→ **Task**
Out of the lines below, please list those that hold the string "Debug".

Supplied information Start Marker

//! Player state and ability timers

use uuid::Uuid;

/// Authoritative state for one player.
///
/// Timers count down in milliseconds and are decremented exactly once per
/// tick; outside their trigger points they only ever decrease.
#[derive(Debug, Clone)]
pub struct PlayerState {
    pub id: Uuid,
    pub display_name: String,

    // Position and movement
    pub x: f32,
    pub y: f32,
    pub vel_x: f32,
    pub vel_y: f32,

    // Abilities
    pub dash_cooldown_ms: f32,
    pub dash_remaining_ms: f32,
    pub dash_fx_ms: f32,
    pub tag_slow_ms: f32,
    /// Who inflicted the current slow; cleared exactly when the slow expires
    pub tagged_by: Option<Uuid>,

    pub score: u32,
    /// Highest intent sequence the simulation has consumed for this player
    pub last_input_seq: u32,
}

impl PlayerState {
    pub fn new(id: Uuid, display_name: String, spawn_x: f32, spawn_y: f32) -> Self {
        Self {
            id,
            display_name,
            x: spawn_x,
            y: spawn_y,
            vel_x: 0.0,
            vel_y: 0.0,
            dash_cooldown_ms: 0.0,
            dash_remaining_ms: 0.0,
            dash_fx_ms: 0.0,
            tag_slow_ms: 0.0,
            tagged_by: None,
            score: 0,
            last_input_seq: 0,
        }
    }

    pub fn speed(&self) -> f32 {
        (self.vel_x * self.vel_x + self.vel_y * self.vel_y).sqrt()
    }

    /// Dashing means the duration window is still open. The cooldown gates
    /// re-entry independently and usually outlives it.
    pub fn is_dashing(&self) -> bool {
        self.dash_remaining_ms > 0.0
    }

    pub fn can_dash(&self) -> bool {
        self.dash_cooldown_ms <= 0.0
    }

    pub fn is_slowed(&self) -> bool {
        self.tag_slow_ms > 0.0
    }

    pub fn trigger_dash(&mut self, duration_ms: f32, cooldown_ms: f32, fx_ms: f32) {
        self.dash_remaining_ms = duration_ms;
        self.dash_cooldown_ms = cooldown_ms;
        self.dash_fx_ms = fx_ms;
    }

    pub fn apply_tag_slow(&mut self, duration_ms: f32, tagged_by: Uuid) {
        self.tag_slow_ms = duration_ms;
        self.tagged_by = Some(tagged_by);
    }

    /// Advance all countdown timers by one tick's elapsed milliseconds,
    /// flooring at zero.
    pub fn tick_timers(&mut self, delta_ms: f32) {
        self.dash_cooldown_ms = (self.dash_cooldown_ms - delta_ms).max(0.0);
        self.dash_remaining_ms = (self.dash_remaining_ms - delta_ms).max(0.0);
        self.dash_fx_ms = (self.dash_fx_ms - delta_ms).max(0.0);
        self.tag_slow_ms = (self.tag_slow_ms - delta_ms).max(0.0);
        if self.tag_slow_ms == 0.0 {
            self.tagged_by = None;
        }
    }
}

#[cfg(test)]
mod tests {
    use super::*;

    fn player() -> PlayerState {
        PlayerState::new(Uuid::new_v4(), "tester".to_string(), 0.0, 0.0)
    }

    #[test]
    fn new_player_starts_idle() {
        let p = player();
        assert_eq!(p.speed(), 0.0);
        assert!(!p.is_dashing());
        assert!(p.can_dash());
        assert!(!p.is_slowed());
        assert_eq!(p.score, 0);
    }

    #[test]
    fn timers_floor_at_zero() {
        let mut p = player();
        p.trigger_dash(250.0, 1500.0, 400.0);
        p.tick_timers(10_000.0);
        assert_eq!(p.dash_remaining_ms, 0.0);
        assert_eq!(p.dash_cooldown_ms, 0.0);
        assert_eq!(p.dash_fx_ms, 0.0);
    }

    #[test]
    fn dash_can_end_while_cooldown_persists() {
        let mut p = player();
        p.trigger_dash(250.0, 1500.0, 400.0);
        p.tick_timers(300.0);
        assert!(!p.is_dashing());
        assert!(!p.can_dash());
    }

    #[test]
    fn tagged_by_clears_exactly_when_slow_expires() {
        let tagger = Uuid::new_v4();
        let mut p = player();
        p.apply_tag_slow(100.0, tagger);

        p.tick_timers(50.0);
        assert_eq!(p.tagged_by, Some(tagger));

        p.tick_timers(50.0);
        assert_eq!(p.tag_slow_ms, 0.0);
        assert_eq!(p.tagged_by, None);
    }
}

Supplied information End Marker
Supplied information Start Marker

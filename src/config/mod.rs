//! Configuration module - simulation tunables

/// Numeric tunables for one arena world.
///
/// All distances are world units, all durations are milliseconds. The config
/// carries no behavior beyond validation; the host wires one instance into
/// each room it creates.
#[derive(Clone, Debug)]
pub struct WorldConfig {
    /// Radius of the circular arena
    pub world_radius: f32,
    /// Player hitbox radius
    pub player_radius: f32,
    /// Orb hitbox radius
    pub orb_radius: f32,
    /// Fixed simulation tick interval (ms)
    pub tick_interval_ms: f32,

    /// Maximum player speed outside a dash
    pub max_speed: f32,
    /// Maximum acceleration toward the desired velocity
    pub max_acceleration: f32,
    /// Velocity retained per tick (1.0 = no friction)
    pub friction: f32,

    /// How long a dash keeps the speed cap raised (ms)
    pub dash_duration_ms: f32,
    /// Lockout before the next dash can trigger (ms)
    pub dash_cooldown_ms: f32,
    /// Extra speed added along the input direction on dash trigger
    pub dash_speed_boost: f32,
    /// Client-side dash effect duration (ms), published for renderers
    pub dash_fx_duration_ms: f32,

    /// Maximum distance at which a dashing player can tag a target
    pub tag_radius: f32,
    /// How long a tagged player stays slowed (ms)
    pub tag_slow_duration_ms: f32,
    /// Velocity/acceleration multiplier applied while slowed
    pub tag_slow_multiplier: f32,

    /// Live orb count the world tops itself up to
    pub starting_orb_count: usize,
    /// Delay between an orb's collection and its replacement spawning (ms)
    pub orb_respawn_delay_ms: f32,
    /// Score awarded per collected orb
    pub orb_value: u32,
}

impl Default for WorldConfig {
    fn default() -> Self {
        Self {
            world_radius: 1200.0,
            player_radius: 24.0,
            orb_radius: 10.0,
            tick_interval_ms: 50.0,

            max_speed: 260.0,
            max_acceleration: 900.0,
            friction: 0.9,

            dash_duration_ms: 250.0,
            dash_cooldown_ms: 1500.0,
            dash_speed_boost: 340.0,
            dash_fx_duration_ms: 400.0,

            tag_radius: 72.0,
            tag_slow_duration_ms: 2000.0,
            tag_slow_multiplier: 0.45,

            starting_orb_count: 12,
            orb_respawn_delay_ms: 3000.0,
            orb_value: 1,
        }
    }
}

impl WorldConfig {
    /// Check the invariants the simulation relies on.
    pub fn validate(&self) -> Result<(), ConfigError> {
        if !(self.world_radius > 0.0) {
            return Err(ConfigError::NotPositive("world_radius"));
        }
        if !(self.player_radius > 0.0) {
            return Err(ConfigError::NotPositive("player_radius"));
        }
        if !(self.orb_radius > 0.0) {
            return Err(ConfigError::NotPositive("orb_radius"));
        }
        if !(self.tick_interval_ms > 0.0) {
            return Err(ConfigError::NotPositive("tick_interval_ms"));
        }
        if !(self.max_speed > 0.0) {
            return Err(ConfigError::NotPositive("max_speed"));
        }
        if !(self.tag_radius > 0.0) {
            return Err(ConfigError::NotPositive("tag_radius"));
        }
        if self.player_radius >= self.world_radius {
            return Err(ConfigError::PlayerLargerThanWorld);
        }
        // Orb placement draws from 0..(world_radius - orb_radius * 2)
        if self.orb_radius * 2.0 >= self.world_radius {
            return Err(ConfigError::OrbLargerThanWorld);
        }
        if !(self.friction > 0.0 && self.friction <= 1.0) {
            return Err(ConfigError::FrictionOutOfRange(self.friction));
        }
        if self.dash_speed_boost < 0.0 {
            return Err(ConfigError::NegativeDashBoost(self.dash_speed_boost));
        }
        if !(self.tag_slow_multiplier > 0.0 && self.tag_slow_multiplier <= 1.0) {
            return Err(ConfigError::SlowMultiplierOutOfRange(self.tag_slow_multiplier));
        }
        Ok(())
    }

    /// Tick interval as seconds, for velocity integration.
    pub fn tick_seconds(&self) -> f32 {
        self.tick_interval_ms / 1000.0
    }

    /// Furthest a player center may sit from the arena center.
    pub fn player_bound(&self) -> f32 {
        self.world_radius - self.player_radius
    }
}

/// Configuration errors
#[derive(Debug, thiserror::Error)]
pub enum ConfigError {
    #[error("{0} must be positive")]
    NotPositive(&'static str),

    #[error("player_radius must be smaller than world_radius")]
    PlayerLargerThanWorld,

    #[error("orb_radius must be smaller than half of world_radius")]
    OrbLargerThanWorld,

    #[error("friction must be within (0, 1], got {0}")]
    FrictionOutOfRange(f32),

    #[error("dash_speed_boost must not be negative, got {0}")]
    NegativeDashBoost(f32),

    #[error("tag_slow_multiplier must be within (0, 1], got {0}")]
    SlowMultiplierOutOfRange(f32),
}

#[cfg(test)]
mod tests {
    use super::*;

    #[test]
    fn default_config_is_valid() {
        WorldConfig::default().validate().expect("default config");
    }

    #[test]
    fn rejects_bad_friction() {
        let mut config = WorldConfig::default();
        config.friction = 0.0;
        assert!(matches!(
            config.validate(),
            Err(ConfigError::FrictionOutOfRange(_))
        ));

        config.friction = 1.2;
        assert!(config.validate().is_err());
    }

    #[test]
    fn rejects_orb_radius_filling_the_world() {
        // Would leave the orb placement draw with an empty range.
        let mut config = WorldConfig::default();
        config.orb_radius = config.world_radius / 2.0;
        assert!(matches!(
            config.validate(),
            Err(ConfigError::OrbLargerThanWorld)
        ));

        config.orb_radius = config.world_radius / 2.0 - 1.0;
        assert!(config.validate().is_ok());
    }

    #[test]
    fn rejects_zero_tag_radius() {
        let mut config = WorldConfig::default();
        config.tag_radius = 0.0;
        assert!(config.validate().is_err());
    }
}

Supplied information End Marker

→ **Final answer**
#[derive(Debug, Clone)]
#[derive(Clone, Debug)]
#[derive(Debug, thiserror::Error)]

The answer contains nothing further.